Arkansas once again left the decision to Turner. He had the choice to go home and spend time with his family ahead of his father’s funeral, which is scheduled for Monday. But, once again, Turner wasn’t ready to leave.
“He said, ‘No, I’m going to be here with this family,’” Ash said.
“There’s going to be a time he’s going to be with his family and pay his respects, but I’ve been really impressed with the way he’s handled it.”
So have his teammates. Most of them have said they can’t fathom what Turner has been going through the past week. He has earned their respect, though.
“He’s a strong guy,” Arkansas defensive end Chris Smith said. “I don’t believe I could’ve done it, but he went out there and played and kept his focus.”
Linebacker Braylon Mitchell understands what Turner must have been feeling Saturday night. His father, Boyce, passed away roughly a year-and-a-half ago.
But even Mitchell — who was Turner’s roommate their first two years on campus — said he’s been amazed at how well Turner has handled his father’s death this week.

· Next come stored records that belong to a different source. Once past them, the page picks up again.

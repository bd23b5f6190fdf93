//! # Issuance Endpoints
//!
//! `POST /issue` feeds each wallet-provider notification to the
//! [`IssuanceCorrelator`](credbridge_issuance::IssuanceCorrelator). Only
//! the notification that completes a flow produces a registry write and a
//! 201; everything else is acknowledged with 202 and a reason so that the
//! sender does not redeliver.
//!
//! ## Endpoints
//!
//! - `POST /issue`: correlate an issuance event.
//! - `POST /issue/status`: activate or revoke a stored credential.
//! - `GET /issue/health`: report the registry, signer and RPC endpoint.

use axum::body::Bytes;
use axum::extract::State;
use axum::http::StatusCode;
use axum::response::{IntoResponse, Response};
use axum::routing::{get, post};
use axum::{Extension, Json, Router};
use serde::{Deserialize, Serialize};

use credbridge_client::registry::Address;
use credbridge_client::OnchainCredential;
use credbridge_core::CredentialHash;
use credbridge_issuance::{FinalizedCredential, IssuanceEvent, IssueOutcome, StoredCredential};

use crate::error::AppError;
use crate::extractors::{parse_validated_json, Validate};
use crate::middleware::metrics::ApiMetrics;
use crate::state::AppState;

// ---------------------------------------------------------------------------
// Request / Response types
// ---------------------------------------------------------------------------

/// 201 body for a credential written to the registry.
#[derive(Debug, Serialize)]
#[serde(rename_all = "camelCase")]
pub struct IssueResponse {
    pub ok: bool,
    pub tx_hash: String,
    pub block_number: Option<u64>,
    #[serde(flatten)]
    pub record: FinalizedCredential,
    pub contract_exists: bool,
    pub is_active: bool,
    /// `null` when the read-back after the write failed.
    pub onchain_record: Option<OnchainCredential>,
}

impl From<StoredCredential> for IssueResponse {
    fn from(stored: StoredCredential) -> Self {
        Self {
            ok: true,
            tx_hash: stored.receipt.transaction_hash,
            block_number: stored.receipt.block_number,
            record: stored.record,
            contract_exists: stored.contract_exists,
            is_active: stored.is_active,
            onchain_record: stored.onchain_record,
        }
    }
}

/// 202 body for deferred and skipped events.
#[derive(Debug, Serialize, Deserialize)]
pub struct SkippedResponse {
    pub ok: bool,
    pub skipped: bool,
    pub reason: String,
}

/// Body of `POST /issue/status`.
#[derive(Debug, Deserialize)]
#[serde(rename_all = "camelCase")]
pub struct StatusRequest {
    pub credential_hash: Option<String>,
    pub active: Option<bool>,
}

impl Validate for StatusRequest {
    fn validate(&self) -> Result<(), String> {
        match self.credential_hash.as_deref() {
            Some(hash) if hash.trim().starts_with("0x") => {}
            _ => return Err("credentialHash must be a non-empty 0x-prefixed string".into()),
        }
        if self.active.is_none() {
            return Err("active must be a boolean".into());
        }
        Ok(())
    }
}

/// 200 body of `POST /issue/status`.
#[derive(Debug, Serialize, Deserialize)]
#[serde(rename_all = "camelCase")]
pub struct StatusResponse {
    pub ok: bool,
    pub tx_hash: String,
    pub credential_hash: CredentialHash,
    pub exists: bool,
    pub is_active: bool,
}

/// 200 body of `GET /issue/health`.
#[derive(Debug, Serialize)]
pub struct HealthResponse {
    pub ok: bool,
    pub registry: Address,
    pub issuer: Address,
    pub rpc: String,
}

// ---------------------------------------------------------------------------
// Router
// ---------------------------------------------------------------------------

/// Build the issuance router.
pub fn router() -> Router<AppState> {
    Router::new()
        .route("/issue", post(issue))
        .route("/issue/status", post(update_status))
        .route("/issue/health", get(health))
}

// ---------------------------------------------------------------------------
// Handlers
// ---------------------------------------------------------------------------

/// POST /issue: correlate one issuance notification.
///
/// 201 with the finalized record when the flow completes, 202
/// `{ok, skipped, reason}` otherwise, 400 on malformed input or when the
/// registry write fails (the pending entry is kept for redelivery).
async fn issue(
    State(state): State<AppState>,
    Extension(metrics): Extension<ApiMetrics>,
    body: Bytes,
) -> Result<Response, AppError> {
    let event = IssuanceEvent::parse(&body).map_err(|e| {
        tracing::warn!(error = %e, "rejecting malformed issuance event");
        metrics.record_rejected_event();
        e
    })?;

    let outcome = state.correlator.handle(event).await.map_err(|e| {
        tracing::error!(error = %e, "/issue failed");
        e
    })?;
    metrics.record_issue(&outcome);

    let response = match outcome {
        IssueOutcome::Stored(stored) => (
            StatusCode::CREATED,
            Json(IssueResponse::from(*stored)),
        )
            .into_response(),
        other => {
            let reason = other.reason().unwrap_or_default().to_string();
            (
                StatusCode::ACCEPTED,
                Json(SkippedResponse {
                    ok: true,
                    skipped: true,
                    reason,
                }),
            )
                .into_response()
        }
    };
    Ok(response)
}

/// POST /issue/status: set a stored credential's active flag.
async fn update_status(
    State(state): State<AppState>,
    body: Bytes,
) -> Result<Json<StatusResponse>, AppError> {
    let req: StatusRequest = parse_validated_json(&body)?;
    let credential_hash = CredentialHash::parse(req.credential_hash.as_deref().unwrap_or_default())?;
    let active = req.active.unwrap_or_default();

    let ledger = state.ledger();
    let ledger_failure = |e: credbridge_client::ClientError| {
        tracing::error!(%credential_hash, error = %e, "/issue/status failed");
        AppError::BadRequest(e.to_string())
    };

    let receipt = ledger
        .set_credential_status(&credential_hash, active)
        .await
        .map_err(ledger_failure)?;
    let exists = ledger.exists(&credential_hash).await.map_err(ledger_failure)?;
    let is_active = ledger
        .is_active(&credential_hash)
        .await
        .map_err(ledger_failure)?;

    tracing::info!(
        %credential_hash,
        active = is_active,
        tx_hash = %receipt.transaction_hash,
        "credential status updated"
    );

    Ok(Json(StatusResponse {
        ok: true,
        tx_hash: receipt.transaction_hash,
        credential_hash,
        exists,
        is_active,
    }))
}

/// GET /issue/health: registry address, signer address and RPC endpoint.
async fn health(State(state): State<AppState>) -> Result<Json<HealthResponse>, AppError> {
    let ledger = state.ledger();
    let issuer = ledger
        .signer_address()
        .await
        .map_err(|e| AppError::Internal(format!("signer unavailable: {e}")))?;

    Ok(Json(HealthResponse {
        ok: true,
        registry: ledger.registry_address(),
        issuer,
        rpc: ledger.endpoint(),
    }))
}

#[cfg(test)]
mod tests {
    use super::*;

    fn request(hash: Option<&str>, active: Option<bool>) -> StatusRequest {
        StatusRequest {
            credential_hash: hash.map(str::to_string),
            active,
        }
    }

    #[test]
    fn status_request_requires_prefixed_hash() {
        assert!(request(None, Some(true)).validate().is_err());
        assert!(request(Some("abc"), Some(true)).validate().is_err());
        assert!(request(Some(" 0xabc"), Some(true)).validate().is_ok());
    }

    #[test]
    fn status_request_requires_boolean_active() {
        let err = request(Some("0x00"), None).validate().unwrap_err();
        assert_eq!(err, "active must be a boolean");
    }
}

“Right now, he’s doing a way better job than I did when I first lost my dad,” Mitchell said. “I talked to him last week when we first found out and let him know that everything was going to be OK. Alan is a strong dude. … I think he’s been doing a pretty good job. When you see him, he doesn’t have too much emotion on his face.”
Turner will finally take a leave of absence after Saturday’s game.
He and Byran Jones — who was Turner’s teammate at Junction City High — will head home for Paul Turner’s funeral, which will be held in nearby Spearsville, La.
It will be Turner’s opportunity to say good-bye to his father.
“It was pretty tough,” Turner said of his decision to play last week. “I knew at the end of the day … We always talked and he just wanted me to stay strong and finish.”